Wherever the string "async" shows up in the data below, copy the whole line.

*** Opening of DATASET EXCERPTS ***

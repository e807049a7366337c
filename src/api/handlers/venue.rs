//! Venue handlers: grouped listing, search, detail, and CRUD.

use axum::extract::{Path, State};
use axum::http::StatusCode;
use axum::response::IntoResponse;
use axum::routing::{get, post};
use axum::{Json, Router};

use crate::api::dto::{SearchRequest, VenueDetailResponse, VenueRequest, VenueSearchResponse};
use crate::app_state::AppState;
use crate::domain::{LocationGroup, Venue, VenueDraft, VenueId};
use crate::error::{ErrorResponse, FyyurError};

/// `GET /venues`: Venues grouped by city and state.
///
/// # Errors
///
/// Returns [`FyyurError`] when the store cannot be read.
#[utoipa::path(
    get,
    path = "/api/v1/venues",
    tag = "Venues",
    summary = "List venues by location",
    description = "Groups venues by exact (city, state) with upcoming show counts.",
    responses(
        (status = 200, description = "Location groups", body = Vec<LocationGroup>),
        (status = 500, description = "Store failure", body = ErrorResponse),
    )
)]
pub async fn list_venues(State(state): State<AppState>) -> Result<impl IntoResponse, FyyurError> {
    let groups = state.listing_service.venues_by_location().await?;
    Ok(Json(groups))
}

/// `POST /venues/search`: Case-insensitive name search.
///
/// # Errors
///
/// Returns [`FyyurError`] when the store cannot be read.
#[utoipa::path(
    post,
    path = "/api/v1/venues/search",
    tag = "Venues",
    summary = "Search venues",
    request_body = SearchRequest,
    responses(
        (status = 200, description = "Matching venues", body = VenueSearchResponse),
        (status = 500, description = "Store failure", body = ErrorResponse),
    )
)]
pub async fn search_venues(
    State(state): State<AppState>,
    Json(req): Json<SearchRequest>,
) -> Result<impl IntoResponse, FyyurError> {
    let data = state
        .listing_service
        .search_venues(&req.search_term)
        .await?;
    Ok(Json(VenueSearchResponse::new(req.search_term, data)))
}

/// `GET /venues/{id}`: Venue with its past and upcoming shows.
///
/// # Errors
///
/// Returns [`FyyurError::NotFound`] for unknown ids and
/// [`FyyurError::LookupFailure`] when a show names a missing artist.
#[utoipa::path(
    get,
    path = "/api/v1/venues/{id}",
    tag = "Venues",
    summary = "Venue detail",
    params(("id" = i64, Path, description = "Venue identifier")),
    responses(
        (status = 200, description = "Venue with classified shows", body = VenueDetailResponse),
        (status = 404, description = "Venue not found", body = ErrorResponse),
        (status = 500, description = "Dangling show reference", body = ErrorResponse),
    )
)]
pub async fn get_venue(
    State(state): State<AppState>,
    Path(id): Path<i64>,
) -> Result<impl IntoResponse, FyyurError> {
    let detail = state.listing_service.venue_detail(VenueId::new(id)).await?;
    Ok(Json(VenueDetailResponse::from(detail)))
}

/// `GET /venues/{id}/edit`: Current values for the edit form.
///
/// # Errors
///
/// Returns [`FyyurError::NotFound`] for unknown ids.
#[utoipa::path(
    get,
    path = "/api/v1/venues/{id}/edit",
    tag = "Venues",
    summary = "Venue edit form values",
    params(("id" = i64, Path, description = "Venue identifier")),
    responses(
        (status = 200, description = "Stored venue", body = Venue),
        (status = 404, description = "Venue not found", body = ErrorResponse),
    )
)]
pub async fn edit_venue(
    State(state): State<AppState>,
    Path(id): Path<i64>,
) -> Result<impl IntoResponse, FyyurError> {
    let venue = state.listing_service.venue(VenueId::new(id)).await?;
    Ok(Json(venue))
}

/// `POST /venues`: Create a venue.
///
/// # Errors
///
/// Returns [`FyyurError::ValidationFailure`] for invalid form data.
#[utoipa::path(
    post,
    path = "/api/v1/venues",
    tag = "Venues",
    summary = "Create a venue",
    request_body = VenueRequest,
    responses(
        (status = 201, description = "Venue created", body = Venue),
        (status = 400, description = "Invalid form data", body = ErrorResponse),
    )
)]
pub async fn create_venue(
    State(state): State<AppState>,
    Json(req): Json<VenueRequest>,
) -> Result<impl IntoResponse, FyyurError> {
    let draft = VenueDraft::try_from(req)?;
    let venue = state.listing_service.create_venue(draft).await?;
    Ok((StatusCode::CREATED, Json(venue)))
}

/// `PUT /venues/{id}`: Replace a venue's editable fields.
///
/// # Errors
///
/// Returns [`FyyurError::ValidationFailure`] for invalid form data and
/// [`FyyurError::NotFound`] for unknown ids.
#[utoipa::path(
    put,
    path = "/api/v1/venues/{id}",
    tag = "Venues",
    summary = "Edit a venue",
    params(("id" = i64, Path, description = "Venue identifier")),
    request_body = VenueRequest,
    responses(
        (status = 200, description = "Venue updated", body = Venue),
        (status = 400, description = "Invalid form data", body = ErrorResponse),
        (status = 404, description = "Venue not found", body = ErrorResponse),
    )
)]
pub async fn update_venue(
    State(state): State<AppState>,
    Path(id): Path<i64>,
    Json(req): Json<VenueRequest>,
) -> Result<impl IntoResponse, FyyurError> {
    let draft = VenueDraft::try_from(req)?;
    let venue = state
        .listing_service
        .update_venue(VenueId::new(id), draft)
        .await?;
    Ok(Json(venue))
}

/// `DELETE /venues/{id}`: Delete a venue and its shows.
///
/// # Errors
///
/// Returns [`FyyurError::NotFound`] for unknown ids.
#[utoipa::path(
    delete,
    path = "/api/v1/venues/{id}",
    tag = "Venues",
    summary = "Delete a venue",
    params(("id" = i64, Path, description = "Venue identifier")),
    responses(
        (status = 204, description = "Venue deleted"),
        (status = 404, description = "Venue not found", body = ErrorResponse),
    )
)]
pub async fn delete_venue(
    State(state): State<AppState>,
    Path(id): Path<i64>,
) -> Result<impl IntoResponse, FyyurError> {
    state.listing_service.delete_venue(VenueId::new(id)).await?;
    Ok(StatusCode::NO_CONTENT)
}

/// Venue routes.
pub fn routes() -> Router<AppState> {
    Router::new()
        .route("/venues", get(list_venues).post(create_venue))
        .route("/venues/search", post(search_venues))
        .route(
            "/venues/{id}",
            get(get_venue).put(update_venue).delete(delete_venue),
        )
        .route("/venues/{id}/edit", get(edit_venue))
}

*** Close of DATASET EXCERPTS ***

[RESULT]
pub async fn list_venues(State(state): State<AppState>) -> Result<impl IntoResponse, FyyurError> {
pub async fn search_venues(
pub async fn get_venue(
pub async fn edit_venue(
pub async fn create_venue(
pub async fn update_venue(
pub async fn delete_venue(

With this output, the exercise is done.